### What to work on
Your task is to repeat the entries exactly from their first line through the line with "impl Default for", and to stop there.

### Provided data
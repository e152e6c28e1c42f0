//! Bot module for handling Telegram interactions
//!
//! - `dispatcher`: Routes normalized events to handlers
//! - `command_handlers`: Slash commands
//! - `message_handler`: Plain text (album titles)
//! - `media_handlers`: Incoming photos
//! - `callbacks`: Inline keyboard callback queries
//! - `ui_builder`: Keyboards

pub mod callbacks;
pub mod command_handlers;
pub mod dispatcher;
pub mod media_handlers;
pub mod message_handler;
pub mod ui_builder;

use std::sync::Arc;

use teloxide::types::{ChatId, InlineKeyboardMarkup, MessageId};

use crate::config::BotConfig;
use crate::errors::AppResult;
use crate::events::InboundEvent;
use crate::localization::LocalizationManager;
use crate::outbound::BotApi;
use crate::session::SessionStore;
use crate::store::BotStore;

pub use dispatcher::{dispatch, route, Route};

/// Tunables handlers need at runtime
#[derive(Debug, Clone, Copy, PartialEq, Eq)]
pub struct BotSettings {
    pub max_photos_per_album: usize,
    pub albums_page_size: usize,
}

impl Default for BotSettings {
    fn default() -> Self {
        Self::from(&BotConfig::default())
    }
}

impl From<&BotConfig> for BotSettings {
    fn from(config: &BotConfig) -> Self {
        Self {
            max_photos_per_album: config.max_photos_per_album,
            albums_page_size: config.albums_page_size,
        }
    }
}

/// Shared dependencies of every handler
#[derive(Clone)]
pub struct BotContext {
    pub api: Arc<dyn BotApi>,
    pub sessions: Arc<dyn SessionStore>,
    pub store: Arc<dyn BotStore>,
    pub localization: Arc<LocalizationManager>,
    pub settings: BotSettings,
}

/// Per-event view of [`BotContext`]
pub struct HandlerContext<'a> {
    pub ctx: &'a BotContext,
    pub chat_id: ChatId,
    /// Owner key for stored albums; the chat id when the sender is unknown
    pub user_id: i64,
    pub first_name: &'a str,
    pub language_code: Option<&'a str>,
}

impl<'a> HandlerContext<'a> {
    pub fn new(ctx: &'a BotContext, event: &'a InboundEvent) -> Self {
        Self {
            ctx,
            chat_id: event.chat_id,
            user_id: event.user_id().unwrap_or(event.chat_id.0),
            first_name: event
                .sender
                .as_ref()
                .map(|s| s.first_name.as_str())
                .unwrap_or_default(),
            language_code: event.language_code(),
        }
    }

    pub fn t(&self, key: &str) -> String {
        self.ctx.localization.t(key, self.language_code)
    }

    pub fn t_args(&self, key: &str, args: &[(&str, &str)]) -> String {
        self.ctx.localization.t_args(key, args, self.language_code)
    }

    /// Send a text message to the current chat
    pub async fn send(
        &self,
        text: &str,
        keyboard: Option<InlineKeyboardMarkup>,
    ) -> AppResult<MessageId> {
        self.ctx.api.send_text(self.chat_id, text, keyboard).await
    }

    /// Rewrite the message a button was pressed on, or send a fresh one
    pub async fn edit_or_send(
        &self,
        message_id: Option<i32>,
        text: &str,
        keyboard: Option<InlineKeyboardMarkup>,
    ) -> AppResult<()> {
        match message_id {
            Some(id) => {
                self.ctx
                    .api
                    .edit_text(self.chat_id, MessageId(id), text, keyboard)
                    .await
            }
            None => self.send(text, keyboard).await.map(|_| ()),
        }
    }

    /// Drop the inline keyboard from an earlier message; failures only get logged
    pub async fn remove_keyboard(&self, message_id: Option<i32>) {
        let Some(id) = message_id else {
            return;
        };
        if let Err(e) = self
            .ctx
            .api
            .edit_keyboard(self.chat_id, MessageId(id), None)
            .await
        {
            tracing::warn!(chat_id = %self.chat_id, message_id = id, error = %e, "Could not remove keyboard");
        }
    }
}
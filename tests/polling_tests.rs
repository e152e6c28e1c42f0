//! # Long Polling Tests
//!
//! Run the `getUpdates` loop against a local stand-in for the Bot API.

mod common;

use common::telegram_stub::{ok, TelegramStub};
use common::text_update_json;
use photo_album_bot::ingress::polling::{run_polling, PollingOptions};
use photo_album_bot::ingress::update_channel;
use serde_json::{json, Value};
use std::time::Duration;
use tokio_util::sync::CancellationToken;

/// Offset sent with a `getUpdates` request, 0 when absent
fn offset_of(body: &str) -> i64 {
    serde_json::from_str::<Value>(body)
        .ok()
        .and_then(|v| v.get("offset").and_then(Value::as_i64))
        .unwrap_or(0)
}

/// Two updates first, then one update per request numbered by its offset
async fn update_feed() -> TelegramStub {
    TelegramStub::start(|method, body, _| match method {
        "getUpdates" => match offset_of(body) {
            0 => ok(json!([
                text_update_json(5, common::CHAT_ID, "first"),
                text_update_json(6, common::CHAT_ID, "second"),
            ])),
            offset => ok(json!([text_update_json(offset, common::CHAT_ID, "next")])),
        },
        _ => ok(json!(true)),
    })
    .await
}

fn options() -> PollingOptions {
    PollingOptions { timeout_secs: 0 }
}

#[tokio::test]
async fn test_offset_advances_and_closed_queue_stops_polling() {
    let stub = update_feed().await;
    let (tx, mut rx) = update_channel(1);
    let handle = tokio::spawn(run_polling(stub.bot(), tx, options(), CancellationToken::new()));

    let mut received = Vec::new();
    for _ in 0..3 {
        let update = tokio::time::timeout(Duration::from_secs(5), rx.recv())
            .await
            .expect("update should arrive")
            .expect("queue should be open");
        received.push(update.id.0);
    }
    assert_eq!(received, vec![5, 6, 7]);

    drop(rx);
    let result = tokio::time::timeout(Duration::from_secs(5), handle)
        .await
        .expect("polling should stop once the queue closes")
        .expect("polling task should not panic");
    assert!(result.is_ok());

    let requests = stub.requests();
    assert_eq!(requests[0].method, "deleteWebhook");

    let offsets: Vec<i64> = requests
        .iter()
        .filter(|r| r.method == "getUpdates")
        .map(|r| offset_of(&r.body))
        .collect();
    // Each request confirms everything received before it
    assert_eq!(&offsets[..2], &[0, 7]);
    assert!(offsets.windows(2).all(|pair| pair[0] < pair[1]));
}

#[tokio::test]
async fn test_cancellation_stops_polling() {
    let stub = TelegramStub::start(|method, _, _| match method {
        "getUpdates" => ok(json!([])),
        _ => ok(json!(true)),
    })
    .await;
    let (tx, _rx) = update_channel(4);
    let cancel = CancellationToken::new();
    let handle = tokio::spawn(run_polling(stub.bot(), tx, options(), cancel.clone()));

    tokio::time::sleep(Duration::from_millis(100)).await;
    cancel.cancel();

    let result = tokio::time::timeout(Duration::from_secs(5), handle)
        .await
        .expect("polling should stop when cancelled")
        .expect("polling task should not panic");
    assert!(result.is_ok());
    assert!(stub.methods().iter().any(|m| m == "getUpdates"));
}
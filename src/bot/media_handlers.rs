//! Media Handlers module for processing photo messages

use tracing::debug;

use super::ui_builder::{create_collecting_keyboard, create_main_menu_keyboard};
use super::HandlerContext;
use crate::errors::AppResult;
use crate::session::SessionState;
use crate::validation::validate_album_title;

/// Add a photo to the album being collected
///
/// Telegram delivers a media group as one update per photo sharing a
/// `media_group_id`; the group is acknowledged once, on its first photo.
pub async fn handle_photo_message(
    hc: &HandlerContext<'_>,
    state: SessionState,
    file_id: String,
    caption: Option<String>,
    media_group_id: Option<String>,
) -> AppResult<()> {
    let SessionState::AwaitingPhotos {
        mut photos,
        mut title,
        last_media_group,
    } = state
    else {
        return handle_photo_outside_session(hc).await;
    };

    let max = hc.ctx.settings.max_photos_per_album;
    let max_text = max.to_string();
    let same_group = media_group_id.is_some() && media_group_id == last_media_group;

    if photos.len() >= max {
        debug!(chat_id = %hc.chat_id, max, "Album full, photo skipped");
        hc.ctx
            .sessions
            .update(
                hc.chat_id,
                SessionState::AwaitingPhotos {
                    photos,
                    title,
                    last_media_group: media_group_id,
                },
            )
            .await?;
        if !same_group {
            hc.send(&hc.t_args("album-full", &[("max", &max_text)]), None)
                .await?;
        }
        return Ok(());
    }

    photos.push(file_id);
    if title.is_none() {
        title = caption
            .as_deref()
            .and_then(|c| validate_album_title(c).ok());
    }
    let count = photos.len();

    hc.ctx
        .sessions
        .update(
            hc.chat_id,
            SessionState::AwaitingPhotos {
                photos,
                title,
                last_media_group: media_group_id.clone(),
            },
        )
        .await?;
    debug!(chat_id = %hc.chat_id, count, media_group = ?media_group_id, "Photo added");

    if count == max {
        hc.send(
            &hc.t_args("album-full", &[("max", &max_text)]),
            Some(create_collecting_keyboard(hc)),
        )
        .await?;
    } else if media_group_id.is_none() {
        let count_text = count.to_string();
        hc.send(
            &hc.t_args("photo-added", &[("count", &count_text)]),
            Some(create_collecting_keyboard(hc)),
        )
        .await?;
    } else if !same_group {
        hc.send(&hc.t("photo-group-added"), Some(create_collecting_keyboard(hc)))
            .await?;
    }
    Ok(())
}

pub async fn handle_photo_outside_session(hc: &HandlerContext<'_>) -> AppResult<()> {
    hc.send(
        &hc.t("photo-outside-session"),
        Some(create_main_menu_keyboard(hc)),
    )
    .await?;
    Ok(())
}
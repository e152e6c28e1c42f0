//! Command Handlers module for processing bot commands

use tracing::debug;

use super::ui_builder::create_main_menu_keyboard;
use super::HandlerContext;
use crate::errors::AppResult;
use crate::session::SessionState;

/// Handle the /start command
pub async fn handle_start_command(hc: &HandlerContext<'_>) -> AppResult<()> {
    let user = hc
        .ctx
        .store
        .upsert_user(hc.user_id, hc.language_code)
        .await?;
    debug!(user_id = %user.id, telegram_id = %user.telegram_id, "User started the bot");

    let text = hc.t_args("welcome", &[("name", hc.first_name)]);
    hc.send(&text, Some(create_main_menu_keyboard(hc))).await?;
    Ok(())
}

/// Handle the /help command
pub async fn handle_help_command(hc: &HandlerContext<'_>) -> AppResult<()> {
    hc.send(&hc.t("help"), Some(create_main_menu_keyboard(hc)))
        .await?;
    Ok(())
}

/// Handle /cancel and the Cancel button
pub async fn handle_cancel_command(hc: &HandlerContext<'_>, state: SessionState) -> AppResult<()> {
    if state.is_idle() {
        hc.send(&hc.t("nothing-to-cancel"), None).await?;
        return Ok(());
    }

    hc.ctx.sessions.reset(hc.chat_id).await?;
    debug!(chat_id = %hc.chat_id, from = state.label(), "Album discarded");

    if let SessionState::AwaitingConfirmation { message_id, .. } = state {
        hc.remove_keyboard(message_id).await;
    }

    hc.send(&hc.t("album-cancelled"), Some(create_main_menu_keyboard(hc)))
        .await?;
    Ok(())
}

pub async fn handle_unknown_command(hc: &HandlerContext<'_>, name: &str) -> AppResult<()> {
    debug!(chat_id = %hc.chat_id, command = %name, "Unknown command");
    hc.send(&hc.t_args("unknown-command", &[("command", name)]), None)
        .await?;
    Ok(())
}
//! Building an album: collecting, confirming, previewing and saving

use chrono::Utc;
use tracing::{debug, info};

use crate::bot::ui_builder::{
    create_collecting_keyboard, create_confirmation_keyboard, create_main_menu_keyboard,
};
use crate::bot::HandlerContext;
use crate::errors::{error_logging, AppResult};
use crate::session::SessionState;
use crate::validation::{validate_album_title, MAX_TITLE_CHARS};

/// Title used when the user never provided one
pub fn default_album_title(hc: &HandlerContext<'_>) -> String {
    let date = Utc::now().format("%Y-%m-%d").to_string();
    hc.t_args("default-album-title", &[("date", &date)])
}

pub fn summary_text(hc: &HandlerContext<'_>, title: &str, count: usize) -> String {
    let count = count.to_string();
    hc.t_args("album-summary", &[("title", title), ("count", &count)])
}

/// Open a fresh album, discarding anything collected before
pub async fn start_album(hc: &HandlerContext<'_>, title: Option<String>) -> AppResult<()> {
    let title = match title.as_deref().map(validate_album_title) {
        Some(Ok(title)) => Some(title),
        Some(Err(reason)) => {
            error_logging::log_validation_error(&reason, "album_title", Some(hc.chat_id.0), title.as_deref());
            let max = MAX_TITLE_CHARS.to_string();
            hc.send(&hc.t_args("title-invalid", &[("max", &max)]), None)
                .await?;
            None
        }
        None => None,
    };

    let previous = hc.ctx.sessions.get(hc.chat_id).await?;
    if let SessionState::AwaitingConfirmation { message_id, .. } = previous {
        hc.remove_keyboard(message_id).await;
    }

    hc.ctx
        .sessions
        .update(
            hc.chat_id,
            SessionState::AwaitingPhotos {
                photos: Vec::new(),
                title,
                last_media_group: None,
            },
        )
        .await?;
    debug!(chat_id = %hc.chat_id, "Album started");

    let max = hc.ctx.settings.max_photos_per_album.to_string();
    hc.send(
        &hc.t_args("album-started", &[("max", &max)]),
        Some(create_collecting_keyboard(hc)),
    )
    .await?;
    Ok(())
}

/// Done: move from collecting to confirmation
pub async fn finish_collecting(hc: &HandlerContext<'_>, state: SessionState) -> AppResult<()> {
    let SessionState::AwaitingPhotos { photos, title, .. } = state else {
        return Ok(());
    };

    if photos.is_empty() {
        hc.send(&hc.t("no-photos-yet"), Some(create_collecting_keyboard(hc)))
            .await?;
        return Ok(());
    }

    let shown_title = title.clone().unwrap_or_else(|| default_album_title(hc));
    let message_id = hc
        .send(
            &summary_text(hc, &shown_title, photos.len()),
            Some(create_confirmation_keyboard(hc)),
        )
        .await?;

    hc.ctx
        .sessions
        .update(
            hc.chat_id,
            SessionState::AwaitingConfirmation {
                photos,
                title,
                message_id: Some(message_id.0),
            },
        )
        .await?;
    Ok(())
}

/// Send the collected photos back as media groups
pub async fn preview_album(hc: &HandlerContext<'_>, state: SessionState) -> AppResult<()> {
    let SessionState::AwaitingConfirmation { photos, title, .. } = state else {
        return Ok(());
    };

    let caption = title.unwrap_or_else(|| default_album_title(hc));
    hc.ctx
        .api
        .send_photo_group(hc.chat_id, &photos, Some(&caption))
        .await
}

/// Persist the album and close the session
pub async fn save_album(hc: &HandlerContext<'_>, state: SessionState) -> AppResult<()> {
    let SessionState::AwaitingConfirmation {
        photos,
        title,
        message_id,
    } = state
    else {
        return Ok(());
    };

    let title = title.unwrap_or_else(|| default_album_title(hc));
    let store = &hc.ctx.store;

    let saved = async {
        store.upsert_user(hc.user_id, hc.language_code).await?;
        store.create_album(hc.user_id, &title, &photos).await
    }
    .await;

    let album_id = match saved {
        Ok(id) => id,
        Err(e) => {
            // The session is kept so the user can press Save again
            hc.send(&hc.t("save-failed"), None).await?;
            return Err(e);
        }
    };
    info!(chat_id = %hc.chat_id, album_id, photos = photos.len(), "Album saved");

    hc.ctx.sessions.reset(hc.chat_id).await?;
    hc.remove_keyboard(message_id).await;

    let count = photos.len().to_string();
    hc.send(
        &hc.t_args("album-saved", &[("title", &title), ("count", &count)]),
        Some(create_main_menu_keyboard(hc)),
    )
    .await?;
    Ok(())
}
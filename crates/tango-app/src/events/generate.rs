use std::sync::Arc;

use kanal::AsyncSender;
use tango_core::{handle_request, respond};
use tango_types::AppEvent;

use crate::state::AppState;

/// A line starting with `{` is a JSON request body, anything else is a bare theme
pub async fn handle_generate(
    state: Arc<AppState>,
    id: u64,
    line: String,
    response_tx: AsyncSender<AppEvent>,
) -> anyhow::Result<()> {
    let response = if line.trim_start().starts_with('{') {
        handle_request(&state.service, &line).await
    } else {
        respond(state.service.generate(&line).await)
    };

    tracing::info!("Request {} answered with status {}", id, response.status);

    response_tx
        .send(AppEvent::Response { id, response })
        .await?;

    Ok(())
}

### Your response
repository e152e6c28e1c42f0
//! Bot module for handling Telegram interactions
//!
//! - `dispatcher`: Routes normalized events to handlers
//! - `command_handlers`: Slash commands
//! - `message_handler`: Plain text (album titles)
//! - `media_handlers`: Incoming photos
//! - `callbacks`: Inline keyboard callback queries
//! - `ui_builder`: Keyboards

pub mod callbacks;
pub mod command_handlers;
pub mod dispatcher;
pub mod media_handlers;
pub mod message_handler;
pub mod ui_builder;

use std::sync::Arc;

use teloxide::types::{ChatId, InlineKeyboardMarkup, MessageId};

use crate::config::BotConfig;
use crate::errors::AppResult;
use crate::events::InboundEvent;
use crate::localization::LocalizationManager;
use crate::outbound::BotApi;
use crate::session::SessionStore;
use crate::store::BotStore;

pub use dispatcher::{dispatch, route, Route};

/// Tunables handlers need at runtime
#[derive(Debug, Clone, Copy, PartialEq, Eq)]
pub struct BotSettings {
    pub max_photos_per_album: usize,
    pub albums_page_size: usize,
}

impl Default for BotSettings {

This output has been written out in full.